====== ENTRIES SUPPLIED

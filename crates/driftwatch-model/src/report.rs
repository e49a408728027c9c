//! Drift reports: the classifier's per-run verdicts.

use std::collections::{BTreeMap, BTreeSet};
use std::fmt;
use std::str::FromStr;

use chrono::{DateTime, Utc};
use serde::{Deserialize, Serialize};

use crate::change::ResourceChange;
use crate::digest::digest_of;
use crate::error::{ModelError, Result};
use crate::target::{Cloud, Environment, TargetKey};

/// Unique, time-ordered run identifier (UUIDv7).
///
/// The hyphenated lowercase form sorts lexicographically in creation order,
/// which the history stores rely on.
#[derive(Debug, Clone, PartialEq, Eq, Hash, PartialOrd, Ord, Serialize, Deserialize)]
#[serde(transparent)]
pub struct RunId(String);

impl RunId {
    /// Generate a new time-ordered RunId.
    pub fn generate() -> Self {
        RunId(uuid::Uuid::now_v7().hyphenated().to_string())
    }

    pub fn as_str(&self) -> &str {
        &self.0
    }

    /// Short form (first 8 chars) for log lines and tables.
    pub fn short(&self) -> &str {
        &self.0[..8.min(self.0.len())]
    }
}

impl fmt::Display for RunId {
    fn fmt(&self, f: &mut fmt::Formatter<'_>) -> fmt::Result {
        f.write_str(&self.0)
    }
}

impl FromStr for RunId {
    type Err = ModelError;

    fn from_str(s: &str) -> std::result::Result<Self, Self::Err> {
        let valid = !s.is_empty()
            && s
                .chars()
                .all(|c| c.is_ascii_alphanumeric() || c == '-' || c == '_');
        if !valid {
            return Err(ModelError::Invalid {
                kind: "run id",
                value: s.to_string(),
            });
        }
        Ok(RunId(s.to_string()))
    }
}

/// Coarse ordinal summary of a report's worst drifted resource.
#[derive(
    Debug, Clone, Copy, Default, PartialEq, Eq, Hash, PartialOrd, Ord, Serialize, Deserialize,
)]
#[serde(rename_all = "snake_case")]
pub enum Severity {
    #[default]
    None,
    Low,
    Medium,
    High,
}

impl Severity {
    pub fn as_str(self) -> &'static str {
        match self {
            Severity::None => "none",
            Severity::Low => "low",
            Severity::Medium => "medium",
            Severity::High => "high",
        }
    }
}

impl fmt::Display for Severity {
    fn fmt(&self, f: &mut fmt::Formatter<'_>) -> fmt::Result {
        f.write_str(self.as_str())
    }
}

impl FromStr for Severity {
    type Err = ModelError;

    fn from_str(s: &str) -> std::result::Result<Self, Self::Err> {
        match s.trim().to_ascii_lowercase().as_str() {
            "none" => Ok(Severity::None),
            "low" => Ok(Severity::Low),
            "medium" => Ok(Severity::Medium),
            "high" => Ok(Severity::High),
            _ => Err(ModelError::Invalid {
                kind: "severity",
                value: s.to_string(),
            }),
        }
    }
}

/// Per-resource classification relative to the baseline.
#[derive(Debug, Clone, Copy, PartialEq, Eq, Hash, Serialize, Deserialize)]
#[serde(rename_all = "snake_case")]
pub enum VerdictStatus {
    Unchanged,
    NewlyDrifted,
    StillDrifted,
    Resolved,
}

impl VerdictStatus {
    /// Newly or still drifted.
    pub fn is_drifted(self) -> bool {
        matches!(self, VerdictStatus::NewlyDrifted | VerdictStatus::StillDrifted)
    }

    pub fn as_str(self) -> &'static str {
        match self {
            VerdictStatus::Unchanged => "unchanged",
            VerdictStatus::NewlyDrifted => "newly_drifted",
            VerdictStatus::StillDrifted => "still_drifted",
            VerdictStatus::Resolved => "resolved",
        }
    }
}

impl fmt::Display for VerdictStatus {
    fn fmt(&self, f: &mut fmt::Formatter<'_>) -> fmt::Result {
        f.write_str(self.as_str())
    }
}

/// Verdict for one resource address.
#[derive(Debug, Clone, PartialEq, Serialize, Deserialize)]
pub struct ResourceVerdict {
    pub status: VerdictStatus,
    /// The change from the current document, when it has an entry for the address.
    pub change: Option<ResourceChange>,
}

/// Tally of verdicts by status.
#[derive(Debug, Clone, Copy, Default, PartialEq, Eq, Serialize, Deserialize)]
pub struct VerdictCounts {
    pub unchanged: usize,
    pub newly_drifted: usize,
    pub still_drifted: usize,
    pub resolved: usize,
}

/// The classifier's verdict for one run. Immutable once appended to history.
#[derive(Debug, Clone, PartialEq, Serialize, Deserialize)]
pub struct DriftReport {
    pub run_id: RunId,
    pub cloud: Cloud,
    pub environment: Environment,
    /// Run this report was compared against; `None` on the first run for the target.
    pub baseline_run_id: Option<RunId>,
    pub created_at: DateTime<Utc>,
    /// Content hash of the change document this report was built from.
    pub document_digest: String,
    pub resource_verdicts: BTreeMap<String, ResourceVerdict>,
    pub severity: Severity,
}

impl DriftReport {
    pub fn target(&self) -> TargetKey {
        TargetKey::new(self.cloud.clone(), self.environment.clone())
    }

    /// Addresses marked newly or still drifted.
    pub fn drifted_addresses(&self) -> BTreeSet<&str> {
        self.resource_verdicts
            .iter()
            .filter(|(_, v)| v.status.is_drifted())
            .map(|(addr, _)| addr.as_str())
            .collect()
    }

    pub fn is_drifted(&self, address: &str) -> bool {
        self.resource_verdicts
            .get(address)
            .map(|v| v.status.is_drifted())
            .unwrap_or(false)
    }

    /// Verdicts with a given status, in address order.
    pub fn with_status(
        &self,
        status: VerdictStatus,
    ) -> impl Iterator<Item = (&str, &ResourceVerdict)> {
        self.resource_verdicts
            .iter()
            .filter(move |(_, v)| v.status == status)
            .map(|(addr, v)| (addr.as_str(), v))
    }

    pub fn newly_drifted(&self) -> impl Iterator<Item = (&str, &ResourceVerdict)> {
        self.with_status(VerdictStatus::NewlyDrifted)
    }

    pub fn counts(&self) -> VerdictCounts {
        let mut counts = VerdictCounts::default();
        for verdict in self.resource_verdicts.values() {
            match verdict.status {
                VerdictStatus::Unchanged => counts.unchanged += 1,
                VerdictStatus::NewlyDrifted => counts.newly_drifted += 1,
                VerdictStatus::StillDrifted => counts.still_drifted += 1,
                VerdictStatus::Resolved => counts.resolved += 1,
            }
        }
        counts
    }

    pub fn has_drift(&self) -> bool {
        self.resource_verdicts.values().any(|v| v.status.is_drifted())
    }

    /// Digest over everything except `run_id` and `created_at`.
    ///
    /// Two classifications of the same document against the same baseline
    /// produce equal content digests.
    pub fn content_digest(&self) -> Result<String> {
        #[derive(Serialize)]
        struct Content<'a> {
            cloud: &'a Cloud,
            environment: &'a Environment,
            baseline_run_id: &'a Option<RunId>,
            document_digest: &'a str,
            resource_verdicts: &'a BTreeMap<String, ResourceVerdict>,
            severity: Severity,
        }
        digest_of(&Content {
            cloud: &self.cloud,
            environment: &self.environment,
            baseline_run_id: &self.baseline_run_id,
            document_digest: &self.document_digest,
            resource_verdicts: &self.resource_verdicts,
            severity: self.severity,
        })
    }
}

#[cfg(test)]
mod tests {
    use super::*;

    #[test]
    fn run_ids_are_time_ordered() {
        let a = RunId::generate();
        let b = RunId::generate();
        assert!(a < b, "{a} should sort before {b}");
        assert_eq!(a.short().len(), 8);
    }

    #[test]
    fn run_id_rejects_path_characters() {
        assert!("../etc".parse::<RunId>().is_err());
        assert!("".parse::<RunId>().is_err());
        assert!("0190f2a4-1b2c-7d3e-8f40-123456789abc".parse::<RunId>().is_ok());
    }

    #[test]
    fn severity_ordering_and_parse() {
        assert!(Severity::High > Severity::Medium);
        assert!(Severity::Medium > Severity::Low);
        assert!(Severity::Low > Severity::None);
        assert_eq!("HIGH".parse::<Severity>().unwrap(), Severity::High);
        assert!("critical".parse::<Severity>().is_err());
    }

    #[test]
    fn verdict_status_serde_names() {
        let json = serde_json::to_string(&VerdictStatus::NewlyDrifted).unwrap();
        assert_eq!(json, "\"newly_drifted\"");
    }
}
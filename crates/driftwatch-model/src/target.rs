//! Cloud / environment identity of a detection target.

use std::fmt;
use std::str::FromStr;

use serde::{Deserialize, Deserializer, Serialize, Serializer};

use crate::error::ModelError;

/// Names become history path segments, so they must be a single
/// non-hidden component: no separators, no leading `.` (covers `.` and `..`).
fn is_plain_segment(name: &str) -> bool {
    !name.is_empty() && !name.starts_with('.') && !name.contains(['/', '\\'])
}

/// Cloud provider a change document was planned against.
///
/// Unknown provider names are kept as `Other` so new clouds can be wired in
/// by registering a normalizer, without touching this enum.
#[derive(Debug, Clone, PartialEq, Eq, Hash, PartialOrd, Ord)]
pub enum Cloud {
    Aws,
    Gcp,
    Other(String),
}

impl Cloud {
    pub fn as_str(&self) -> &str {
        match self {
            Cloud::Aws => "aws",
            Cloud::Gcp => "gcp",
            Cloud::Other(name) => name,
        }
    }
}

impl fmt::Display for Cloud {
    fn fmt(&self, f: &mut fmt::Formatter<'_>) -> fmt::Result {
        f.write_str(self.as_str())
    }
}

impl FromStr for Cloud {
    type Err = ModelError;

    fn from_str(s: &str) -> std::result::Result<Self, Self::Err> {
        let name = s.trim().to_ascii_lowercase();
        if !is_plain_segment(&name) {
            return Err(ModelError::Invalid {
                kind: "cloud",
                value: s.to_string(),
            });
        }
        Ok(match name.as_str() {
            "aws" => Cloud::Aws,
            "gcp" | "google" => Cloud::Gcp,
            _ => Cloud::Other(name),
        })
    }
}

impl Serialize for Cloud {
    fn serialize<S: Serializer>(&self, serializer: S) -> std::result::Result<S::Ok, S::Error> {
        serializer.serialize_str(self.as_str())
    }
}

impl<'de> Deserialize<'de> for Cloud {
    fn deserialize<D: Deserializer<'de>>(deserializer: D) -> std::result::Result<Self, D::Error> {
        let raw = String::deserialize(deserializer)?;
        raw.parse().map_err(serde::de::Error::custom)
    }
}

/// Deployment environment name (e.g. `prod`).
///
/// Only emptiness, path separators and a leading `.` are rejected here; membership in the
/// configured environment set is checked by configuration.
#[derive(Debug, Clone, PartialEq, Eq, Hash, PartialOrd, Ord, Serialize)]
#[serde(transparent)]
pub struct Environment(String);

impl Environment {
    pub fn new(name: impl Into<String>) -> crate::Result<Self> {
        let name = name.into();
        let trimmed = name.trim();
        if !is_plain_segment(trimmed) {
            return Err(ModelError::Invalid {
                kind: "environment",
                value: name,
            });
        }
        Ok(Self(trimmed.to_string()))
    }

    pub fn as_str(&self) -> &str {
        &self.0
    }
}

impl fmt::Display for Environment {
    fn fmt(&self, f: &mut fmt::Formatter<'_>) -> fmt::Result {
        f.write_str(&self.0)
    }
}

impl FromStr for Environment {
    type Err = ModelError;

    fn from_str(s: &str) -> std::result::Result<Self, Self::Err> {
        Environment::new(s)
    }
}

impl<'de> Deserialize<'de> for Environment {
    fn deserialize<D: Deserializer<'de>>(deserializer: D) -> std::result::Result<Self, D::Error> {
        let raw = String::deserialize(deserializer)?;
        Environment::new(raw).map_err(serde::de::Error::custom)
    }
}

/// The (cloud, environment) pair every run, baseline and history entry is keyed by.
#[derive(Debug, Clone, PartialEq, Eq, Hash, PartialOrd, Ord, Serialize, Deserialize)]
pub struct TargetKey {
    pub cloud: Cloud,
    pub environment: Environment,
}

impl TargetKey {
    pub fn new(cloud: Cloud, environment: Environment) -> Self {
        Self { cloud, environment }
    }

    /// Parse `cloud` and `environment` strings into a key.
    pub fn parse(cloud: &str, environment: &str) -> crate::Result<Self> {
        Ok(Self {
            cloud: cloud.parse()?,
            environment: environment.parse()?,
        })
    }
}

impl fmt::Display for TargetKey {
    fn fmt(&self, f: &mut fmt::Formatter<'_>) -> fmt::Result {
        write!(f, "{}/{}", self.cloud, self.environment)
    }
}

============
====== ENTRIES SUPPLIED

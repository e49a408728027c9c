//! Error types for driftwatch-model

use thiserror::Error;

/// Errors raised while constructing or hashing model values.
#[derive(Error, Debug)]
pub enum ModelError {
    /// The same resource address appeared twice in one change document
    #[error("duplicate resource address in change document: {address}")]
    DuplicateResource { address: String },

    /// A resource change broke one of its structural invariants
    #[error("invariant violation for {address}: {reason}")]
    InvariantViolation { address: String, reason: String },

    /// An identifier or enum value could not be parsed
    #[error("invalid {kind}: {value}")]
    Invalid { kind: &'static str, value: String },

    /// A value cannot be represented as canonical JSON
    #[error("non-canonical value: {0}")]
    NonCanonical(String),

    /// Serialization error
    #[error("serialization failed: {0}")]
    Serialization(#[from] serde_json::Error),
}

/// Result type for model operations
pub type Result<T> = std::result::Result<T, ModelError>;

============

### TASK DETAILS
Using the records above, set down exactly the lines from the one with "pub enum VerdictStatus" through the one with "for the target.", inclusive, and nothing more.

### WRITTEN SOLUTION
pub enum VerdictStatus {
    Unchanged,
    NewlyDrifted,
    StillDrifted,
    Resolved,
}

impl VerdictStatus {
    /// Newly or still drifted.
    pub fn is_drifted(self) -> bool {
        matches!(self, VerdictStatus::NewlyDrifted | VerdictStatus::StillDrifted)
    }

    pub fn as_str(self) -> &'static str {
        match self {
            VerdictStatus::Unchanged => "unchanged",
            VerdictStatus::NewlyDrifted => "newly_drifted",
            VerdictStatus::StillDrifted => "still_drifted",
            VerdictStatus::Resolved => "resolved",
        }
    }
}

impl fmt::Display for VerdictStatus {
    fn fmt(&self, f: &mut fmt::Formatter<'_>) -> fmt::Result {
        f.write_str(self.as_str())
    }
}

/// Verdict for one resource address.
#[derive(Debug, Clone, PartialEq, Serialize, Deserialize)]
pub struct ResourceVerdict {
    pub status: VerdictStatus,
    /// The change from the current document, when it has an entry for the address.
    pub change: Option<ResourceChange>,
}

/// Tally of verdicts by status.
#[derive(Debug, Clone, Copy, Default, PartialEq, Eq, Serialize, Deserialize)]
pub struct VerdictCounts {
    pub unchanged: usize,
    pub newly_drifted: usize,
    pub still_drifted: usize,
    pub resolved: usize,
}

/// The classifier's verdict for one run. Immutable once appended to history.
#[derive(Debug, Clone, PartialEq, Serialize, Deserialize)]
pub struct DriftReport {
    pub run_id: RunId,
    pub cloud: Cloud,
    pub environment: Environment,
    /// Run this report was compared against; `None` on the first run for the target.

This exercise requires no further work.